- [INPUT RECORDS]:

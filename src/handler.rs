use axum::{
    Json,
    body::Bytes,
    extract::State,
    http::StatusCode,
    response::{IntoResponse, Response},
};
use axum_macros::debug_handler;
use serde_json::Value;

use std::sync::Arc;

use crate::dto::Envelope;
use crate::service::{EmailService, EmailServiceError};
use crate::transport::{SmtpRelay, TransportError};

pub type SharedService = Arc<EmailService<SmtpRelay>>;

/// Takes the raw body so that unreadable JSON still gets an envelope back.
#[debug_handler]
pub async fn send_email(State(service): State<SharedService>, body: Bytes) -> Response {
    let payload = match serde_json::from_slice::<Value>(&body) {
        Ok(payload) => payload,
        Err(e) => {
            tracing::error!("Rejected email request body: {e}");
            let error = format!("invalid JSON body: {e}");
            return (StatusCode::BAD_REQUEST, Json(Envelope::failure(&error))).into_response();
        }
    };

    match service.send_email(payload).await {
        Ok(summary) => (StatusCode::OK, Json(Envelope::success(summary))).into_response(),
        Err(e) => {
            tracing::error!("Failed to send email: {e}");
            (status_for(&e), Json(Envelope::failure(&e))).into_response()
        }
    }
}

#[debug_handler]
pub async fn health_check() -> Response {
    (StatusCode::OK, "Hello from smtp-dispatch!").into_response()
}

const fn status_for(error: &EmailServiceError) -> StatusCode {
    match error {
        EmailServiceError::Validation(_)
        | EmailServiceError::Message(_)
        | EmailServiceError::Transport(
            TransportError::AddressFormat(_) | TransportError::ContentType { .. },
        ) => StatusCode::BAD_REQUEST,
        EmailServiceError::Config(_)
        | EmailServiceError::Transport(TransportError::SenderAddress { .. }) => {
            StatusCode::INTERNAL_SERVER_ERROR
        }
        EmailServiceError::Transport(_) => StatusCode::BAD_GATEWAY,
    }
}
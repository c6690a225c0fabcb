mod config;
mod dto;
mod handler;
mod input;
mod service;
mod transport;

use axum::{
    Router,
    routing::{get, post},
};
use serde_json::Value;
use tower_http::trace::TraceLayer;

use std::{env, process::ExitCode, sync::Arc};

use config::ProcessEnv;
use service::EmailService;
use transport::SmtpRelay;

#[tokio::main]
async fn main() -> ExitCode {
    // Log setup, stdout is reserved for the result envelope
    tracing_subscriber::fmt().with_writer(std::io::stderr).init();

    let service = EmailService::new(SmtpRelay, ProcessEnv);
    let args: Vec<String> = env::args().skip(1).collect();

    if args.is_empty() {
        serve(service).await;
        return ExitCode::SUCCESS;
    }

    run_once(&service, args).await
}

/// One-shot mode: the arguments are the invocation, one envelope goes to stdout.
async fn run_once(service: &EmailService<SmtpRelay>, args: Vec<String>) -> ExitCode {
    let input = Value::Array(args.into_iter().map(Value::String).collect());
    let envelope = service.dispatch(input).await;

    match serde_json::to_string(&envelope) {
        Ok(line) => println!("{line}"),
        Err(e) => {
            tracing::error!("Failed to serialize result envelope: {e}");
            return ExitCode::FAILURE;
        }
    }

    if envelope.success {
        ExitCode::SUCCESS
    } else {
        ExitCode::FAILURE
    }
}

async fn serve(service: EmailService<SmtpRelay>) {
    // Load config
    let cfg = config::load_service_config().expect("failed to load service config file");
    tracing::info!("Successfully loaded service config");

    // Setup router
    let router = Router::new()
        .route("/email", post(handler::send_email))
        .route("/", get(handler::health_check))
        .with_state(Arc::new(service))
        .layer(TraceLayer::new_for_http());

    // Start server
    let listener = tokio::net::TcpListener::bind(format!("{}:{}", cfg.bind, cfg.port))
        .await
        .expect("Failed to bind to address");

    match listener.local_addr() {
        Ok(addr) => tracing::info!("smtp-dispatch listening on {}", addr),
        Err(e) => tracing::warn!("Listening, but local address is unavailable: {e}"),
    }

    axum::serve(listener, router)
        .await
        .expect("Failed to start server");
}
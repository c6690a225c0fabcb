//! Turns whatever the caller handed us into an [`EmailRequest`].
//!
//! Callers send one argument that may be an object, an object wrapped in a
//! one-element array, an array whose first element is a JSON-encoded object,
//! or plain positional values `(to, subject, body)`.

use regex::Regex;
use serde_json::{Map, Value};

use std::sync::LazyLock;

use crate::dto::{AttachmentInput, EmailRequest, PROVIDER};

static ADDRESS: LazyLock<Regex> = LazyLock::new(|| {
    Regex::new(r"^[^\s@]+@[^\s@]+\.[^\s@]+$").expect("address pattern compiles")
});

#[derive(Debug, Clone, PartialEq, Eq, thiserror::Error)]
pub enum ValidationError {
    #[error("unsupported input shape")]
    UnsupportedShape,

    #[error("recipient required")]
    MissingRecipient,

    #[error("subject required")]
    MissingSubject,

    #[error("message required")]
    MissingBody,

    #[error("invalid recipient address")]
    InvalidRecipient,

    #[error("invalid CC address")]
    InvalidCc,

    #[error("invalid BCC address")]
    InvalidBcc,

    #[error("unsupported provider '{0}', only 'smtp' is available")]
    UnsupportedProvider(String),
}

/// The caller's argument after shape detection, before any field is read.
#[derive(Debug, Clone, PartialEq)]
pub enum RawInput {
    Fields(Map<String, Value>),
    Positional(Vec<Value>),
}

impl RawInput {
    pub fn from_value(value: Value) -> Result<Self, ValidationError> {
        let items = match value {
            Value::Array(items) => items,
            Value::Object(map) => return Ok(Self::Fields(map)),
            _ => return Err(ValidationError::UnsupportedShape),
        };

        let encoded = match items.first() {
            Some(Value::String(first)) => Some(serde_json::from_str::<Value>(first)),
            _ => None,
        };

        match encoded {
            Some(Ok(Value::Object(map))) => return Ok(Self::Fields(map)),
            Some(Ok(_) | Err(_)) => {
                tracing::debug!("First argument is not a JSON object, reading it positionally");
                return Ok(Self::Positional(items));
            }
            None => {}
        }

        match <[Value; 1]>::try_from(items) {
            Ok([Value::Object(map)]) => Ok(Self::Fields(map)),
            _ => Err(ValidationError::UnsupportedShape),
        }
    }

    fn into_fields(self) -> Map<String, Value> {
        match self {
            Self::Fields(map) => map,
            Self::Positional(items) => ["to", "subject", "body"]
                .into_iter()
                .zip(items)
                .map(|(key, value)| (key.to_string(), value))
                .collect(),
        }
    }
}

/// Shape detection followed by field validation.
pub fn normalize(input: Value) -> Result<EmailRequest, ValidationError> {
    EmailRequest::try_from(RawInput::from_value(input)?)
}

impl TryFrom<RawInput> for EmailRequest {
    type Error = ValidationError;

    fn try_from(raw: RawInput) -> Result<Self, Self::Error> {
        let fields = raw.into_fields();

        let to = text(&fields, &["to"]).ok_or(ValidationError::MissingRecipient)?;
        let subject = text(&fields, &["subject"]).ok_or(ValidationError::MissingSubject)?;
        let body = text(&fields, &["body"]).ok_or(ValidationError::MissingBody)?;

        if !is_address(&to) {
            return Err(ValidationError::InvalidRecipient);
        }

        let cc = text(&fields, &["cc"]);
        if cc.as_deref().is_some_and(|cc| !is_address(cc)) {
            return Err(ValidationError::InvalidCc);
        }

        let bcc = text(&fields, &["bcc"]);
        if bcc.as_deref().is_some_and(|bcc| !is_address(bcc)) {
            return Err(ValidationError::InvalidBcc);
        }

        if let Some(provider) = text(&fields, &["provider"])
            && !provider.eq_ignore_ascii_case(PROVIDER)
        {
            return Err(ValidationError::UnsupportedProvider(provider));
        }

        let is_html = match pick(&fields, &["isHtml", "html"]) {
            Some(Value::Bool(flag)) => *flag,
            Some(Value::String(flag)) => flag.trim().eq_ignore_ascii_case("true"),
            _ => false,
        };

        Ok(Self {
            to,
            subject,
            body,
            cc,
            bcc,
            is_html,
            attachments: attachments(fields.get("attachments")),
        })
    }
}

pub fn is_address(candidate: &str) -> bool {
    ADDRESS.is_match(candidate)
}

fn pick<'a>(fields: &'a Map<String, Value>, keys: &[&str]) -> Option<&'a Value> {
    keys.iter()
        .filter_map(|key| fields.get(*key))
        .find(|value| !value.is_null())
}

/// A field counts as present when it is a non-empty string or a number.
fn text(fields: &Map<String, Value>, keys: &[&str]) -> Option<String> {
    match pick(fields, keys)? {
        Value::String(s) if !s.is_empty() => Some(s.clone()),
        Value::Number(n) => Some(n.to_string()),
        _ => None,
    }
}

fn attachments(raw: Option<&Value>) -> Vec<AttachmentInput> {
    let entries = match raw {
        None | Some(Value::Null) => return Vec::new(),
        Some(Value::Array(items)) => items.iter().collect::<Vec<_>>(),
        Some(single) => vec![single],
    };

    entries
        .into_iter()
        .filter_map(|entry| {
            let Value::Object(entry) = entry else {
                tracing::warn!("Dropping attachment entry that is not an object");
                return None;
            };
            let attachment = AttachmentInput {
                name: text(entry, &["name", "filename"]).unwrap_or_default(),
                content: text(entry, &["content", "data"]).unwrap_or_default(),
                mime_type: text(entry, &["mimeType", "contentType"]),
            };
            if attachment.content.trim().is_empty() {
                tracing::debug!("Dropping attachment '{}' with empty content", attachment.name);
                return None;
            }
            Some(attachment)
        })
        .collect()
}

- [TASK DIRECTIONS]: Out of the data above, return each line where the word "InvalidRecipient" can be found.

- [SOLUTION FOR THIS TASK]:
    InvalidRecipient,
            return Err(ValidationError::InvalidRecipient);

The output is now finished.